Data Engineer Integration Guide
This guide shows how ODS-E fits into a typical energy data pipeline — from SCADA export to analytics-ready Parquet. It’s written for data engineers who need to ingest heterogeneous solar production data from multiple OEMs and normalize it for downstream analytics.
Where ODS-E Fits
┌─────────────┐ ┌─────────────┐ ┌───────────┐ ┌──────────┐ ┌──────────────┐
│ SCADA / │ │ Extract │ │ ODS-E │ │ Store │ │ Analytics │
│ OEM Portal │────▶│ (CSV/JSON) │────▶│ Pipeline │────▶│ (Lake) │────▶│ (BI / ML) │
│ │ │ │ │ │ │ │ │ │
│ FusionSolar │ │ Scheduled │ │ Transform │ │ Parquet │ │ PowerBI │
│ Enlighten │ │ API pulls │ │ Validate │ │ S3/GCS │ │ Jupyter │
│ SolarEdge │ │ FTP drops │ │ Enrich │ │ BigQuery │ │ dbt │
└─────────────┘ └─────────────┘ └───────────┘ └──────────┘ └──────────────┘
ODS-E handles the middle step: normalizing raw OEM data into a single schema, validating it, and writing it to storage. Everything before (extraction) and after (analytics) stays in your existing stack.
Step 1: Read and Transform
Each OEM uses different column names, units, and timestamp formats. ODS-E normalizes all of them.
from pathlib import Path
from odse import transform
# Process a directory of OEM exports
data_dir = Path("/data/incoming/2026-02-09/")
# Each file might come from a different OEM
huawei_rows = transform(data_dir / "site_alpha.csv", source="huawei", asset_id="SITE-ALPHA")
enphase_rows = transform(data_dir / "site_beta.json", source="enphase", asset_id="SITE-BETA", expected_devices=12)
# All rows now have the same schema: timestamp, kWh, error_type, ...

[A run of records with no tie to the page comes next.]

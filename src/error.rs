use crate::command::Kind;
use std::path::PathBuf;
use thiserror::Error;

#[derive(Debug, Error)]
pub enum RegistryError {
    #[error("no {kind} rule matches and no default {kind} is configured")]
    ConfigurationIncomplete { kind: Kind },
    #[error("{kind} '{name}' not found")]
    NotFound {
        kind: Kind,
        name: String,
        /// Existing names containing `name` as a substring
        suggestions: Vec<String>,
    },
    #[error("'default' is reserved for the fallback {kind}; pass --default instead")]
    ReservedName { kind: Kind },
}

/// A persisted entry that could not be turned into a command. Skipped on load.
#[derive(Debug, Error)]
#[error("malformed entry '{section}': {reason}")]
pub struct MalformedEntry {
    pub section: String,
    pub reason: String,
}

impl MalformedEntry {
    pub fn new(section: impl Into<String>, reason: impl Into<String>) -> Self {
        Self {
            section: section.into(),
            reason: reason.into(),
        }
    }
}

#[derive(Debug, Error)]
pub enum StoreError {
    #[error(transparent)]
    Io(#[from] std::io::Error),
    #[error("structured config: {0}")]
    Structured(#[from] serde_yaml::Error),
    #[error("cannot tell config format of {path:?} (use .yml/.yaml, .ini/.cfg or .toml, or pass --format)")]
    UnknownFormat { path: PathBuf },
}

#[derive(Debug, Error)]
pub enum LaunchError {
    #[error("'{program}' not found. Please check for typos or installation.")]
    ExecutableMissing { program: String },
    #[error("launching '{program}': {source}")]
    Spawn {
        program: String,
        #[source]
        source: std::io::Error,
    },
}
use crate::platform::platform;
use crate::store::ConfigFile;
use anyhow::{Context, Result};
use fs_err as fs;
use std::path::{Path, PathBuf};
use tracing::warn;

#[derive(Debug, Clone, Copy, PartialEq, Eq)]
pub enum Mode {
    /// Overwrite the active config with FILE's rules
    Replace,
    /// Upsert FILE's rules into the active config
    Merge,
    /// Make the active config a symlink to FILE
    Symlink,
}

pub fn set_config(cfg: &ConfigFile, file: &Path, mode: Mode) -> Result<()> {
    let abs = std::path::absolute(file).with_context(|| format!("resolving {}", file.display()))?;
    println!("Absolute path for provided file: {}", abs.display());
    match mode {
        Mode::Replace => {
            let imported = source_file(cfg, &abs)?.load()?;
            cfg.save(&imported)?;
            println!("Successfully saved into {}.", cfg.path().display());
        }
        Mode::Merge => {
            let imported = source_file(cfg, &abs)?.load()?;
            let mut registry = cfg.load()?;
            registry.merge(imported)?;
            cfg.save(&registry)?;
            println!("Successfully merged {} into {} and saved.", abs.display(), cfg.path().display());
        }
        Mode::Symlink => {
            let source = source_file(cfg, &abs)?;
            if source.format() != cfg.format() {
                warn!(
                    source = ?source.format(),
                    active = ?cfg.format(),
                    "linked file uses a different encoding than the active config path"
                );
            }
            replace_with_link(cfg.path(), &abs, |target, link| platform().link_file(target, link))?;
            println!("Successfully linked {} to {}.", cfg.path().display(), abs.display());
        }
    }
    Ok(())
}

pub fn view(cfg: &ConfigFile) -> Result<()> {
    if !cfg.path().exists() {
        println!("No configuration at {} yet.", cfg.path().display());
        return Ok(());
    }
    print!("{}", fs::read_to_string(cfg.path())?);
    Ok(())
}

/// Link `target` beside `active` under a temporary name, then rename it over `active`.
/// Until the rename, the active file is left as it was.
fn replace_with_link(
    active: &Path,
    target: &Path,
    link: impl FnOnce(&Path, &Path) -> Result<()>,
) -> Result<()> {
    if let Some(parent) = active.parent().filter(|p| !p.as_os_str().is_empty()) {
        fs::create_dir_all(parent)?;
    }
    let mut staged = active.as_os_str().to_owned();
    staged.push(".link-tmp");
    let staged = PathBuf::from(staged);
    if fs::symlink_metadata(&staged).is_ok() {
        fs::remove_file(&staged)?;
    }
    link(target, &staged).with_context(|| format!("linking {}", target.display()))?;
    if let Err(e) = fs::rename(&staged, active) {
        let _ = fs::remove_file(&staged);
        return Err(e.into());
    }
    Ok(())
}

/// FILE bound to its own encoding, or the active one when its extension says nothing.
fn source_file(cfg: &ConfigFile, file: &Path) -> Result<ConfigFile> {
    if !file.exists() {
        anyhow::bail!("{} does not exist", file.display());
    }
    let source = ConfigFile::new(file, None).or_else(|_| ConfigFile::new(file, Some(cfg.format())))?;
    Ok(source)
}

#[cfg(test)]
mod tests {
    use super::*;
    use crate::command::Kind;
    use crate::registry::{CommandSpec, Registry};
    use tempfile::TempDir;

    fn one_rule(kind: Kind, name: &str, class: &str) -> Registry {
        let mut r = Registry::default();
        r.add(
            kind,
            CommandSpec {
                name: Some(name.into()),
                executable: format!("/usr/bin/{name}"),
                classes: vec![class.into()],
                ..Default::default()
            },
        )
        .unwrap();
        r
    }

    #[test]
    fn replace_converts_into_active_encoding() {
        let dir = TempDir::new().unwrap();
        let src = ConfigFile::new(dir.path().join("mine.toml"), None).unwrap();
        src.save(&one_rule(Kind::FileEditor, "nano", "txt")).unwrap();
        let active = ConfigFile::new(dir.path().join("active/turmyx.yml"), None).unwrap();
        active.save(&one_rule(Kind::UrlOpener, "ytdl", "youtu.be")).unwrap();

        set_config(&active, src.path(), Mode::Replace).unwrap();
        assert_eq!(active.load().unwrap(), one_rule(Kind::FileEditor, "nano", "txt"));
    }

    #[test]
    fn merge_keeps_existing_rules() {
        let dir = TempDir::new().unwrap();
        let src = ConfigFile::new(dir.path().join("mine.yml"), None).unwrap();
        src.save(&one_rule(Kind::FileEditor, "nano", "txt")).unwrap();
        let active = ConfigFile::new(dir.path().join("turmyx.yml"), None).unwrap();
        active.save(&one_rule(Kind::UrlOpener, "ytdl", "youtu.be")).unwrap();

        set_config(&active, src.path(), Mode::Merge).unwrap();
        let r = active.load().unwrap();
        assert_eq!(r.resolve_editor("txt").unwrap().name, "nano");
        assert_eq!(r.resolve_opener("youtu.be").unwrap().name, "ytdl");
    }

    #[cfg(unix)]
    #[test]
    fn symlink_replaces_active_file() {
        let dir = TempDir::new().unwrap();
        let src = ConfigFile::new(dir.path().join("dotfiles/turmyx.yml"), None).unwrap();
        src.save(&one_rule(Kind::FileEditor, "nano", "txt")).unwrap();
        let active = ConfigFile::new(dir.path().join("turmyx.yml"), None).unwrap();
        active.save(&Registry::default()).unwrap();

        set_config(&active, src.path(), Mode::Symlink).unwrap();
        assert!(std::fs::symlink_metadata(active.path()).unwrap().file_type().is_symlink());
        assert_eq!(active.load().unwrap(), src.load().unwrap());
    }

    #[test]
    fn failed_link_leaves_active_config_in_place() {
        let dir = TempDir::new().unwrap();
        let active = ConfigFile::new(dir.path().join("turmyx.yml"), None).unwrap();
        active.save(&one_rule(Kind::FileEditor, "nano", "txt")).unwrap();

        let err = replace_with_link(active.path(), &dir.path().join("elsewhere.yml"), |_, _| {
            anyhow::bail!("permission denied")
        })
        .unwrap_err();
        assert!(format!("{err:#}").contains("permission denied"));
        assert_eq!(active.load().unwrap(), one_rule(Kind::FileEditor, "nano", "txt"));
        assert!(!dir.path().join("turmyx.yml.link-tmp").exists());
    }

    #[cfg(unix)]
    #[test]
    fn stale_staging_link_is_replaced() {
        let dir = TempDir::new().unwrap();
        let src = ConfigFile::new(dir.path().join("mine.yml"), None).unwrap();
        src.save(&one_rule(Kind::UrlOpener, "ytdl", "youtu.be")).unwrap();
        let active = ConfigFile::new(dir.path().join("turmyx.yml"), None).unwrap();
        std::os::unix::fs::symlink("/nowhere", dir.path().join("turmyx.yml.link-tmp")).unwrap();

        set_config(&active, src.path(), Mode::Symlink).unwrap();
        assert_eq!(active.load().unwrap().resolve_opener("youtu.be").unwrap().name, "ytdl");
        assert!(std::fs::symlink_metadata(dir.path().join("turmyx.yml.link-tmp")).is_err());
    }

    #[test]
    fn missing_source_is_an_error() {
        let dir = TempDir::new().unwrap();
        let active = ConfigFile::new(dir.path().join("turmyx.yml"), None).unwrap();
        assert!(set_config(&active, &dir.path().join("nope.yml"), Mode::Replace).is_err());
        assert!(!active.path().exists());
    }
}
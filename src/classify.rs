use crate::command::normalize_class;
use std::path::Path;
use url::Url;

/// Lowercase extension of `path` without the dot. `None` when there is none
/// (including dotfiles such as `.bashrc`).
pub fn extension_of(path: &str) -> Option<String> {
    let ext = Path::new(path).extension()?;
    normalize_class(&ext.to_string_lossy())
}

/// Lowercase host of `input`. `None` when it does not parse as a URL or has no host.
pub fn domain_of(input: &str) -> Option<String> {
    let url = Url::parse(input.trim()).ok()?;
    normalize_class(url.host_str()?)
}

#[cfg(test)]
mod tests {
    use super::*;

    #[test]
    fn extension_is_lowercased_without_dot() {
        assert_eq!(extension_of("/sdcard/Notes/todo.MD").as_deref(), Some("md"));
        assert_eq!(extension_of("archive.tar.gz").as_deref(), Some("gz"));
        assert_eq!(extension_of("Makefile"), None);
        assert_eq!(extension_of("/home/u/.bashrc"), None);
    }

    #[test]
    fn domain_is_the_url_host() {
        assert_eq!(
            domain_of("https://YouTu.be/dQw4w9WgXcQ?t=1").as_deref(),
            Some("youtu.be")
        );
        assert_eq!(
            domain_of("http://www.youtube.com:8080/watch?v=x").as_deref(),
            Some("www.youtube.com")
        );
    }

    #[test]
    fn unparseable_or_hostless_input_has_no_domain() {
        assert_eq!(domain_of("just some shared text"), None);
        assert_eq!(domain_of("mailto:someone@example.org"), None);
        assert_eq!(domain_of(""), None);
    }
}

For OEMs not in the built-in list, use the generic CSV mapper:
rows = transform(data_dir / "scada_export.csv", source="csv", mapping={
"timestamp": "Timestamp",
"kWh": "ActiveEnergy_kWh",
"asset_id": "SiteTag",
"extra": {"kVAr": "ReactivePower_kVAr"},
})
See the Python SDK Reference for all transform() parameters.
Step 2: Validate
Run schema validation to catch malformed records before they enter your data lake.
from odse import validate_batch
result = validate_batch(huawei_rows)
if result.invalid > 0:
for idx, error in result.errors:
print(f" Row {idx}: {error.code} — {error.message}")
raise RuntimeError(f"{result.invalid} invalid records")
For physical plausibility checks, add semantic validation:
result = validate_batch(huawei_rows, level="semantic", capacity_kw=10.0)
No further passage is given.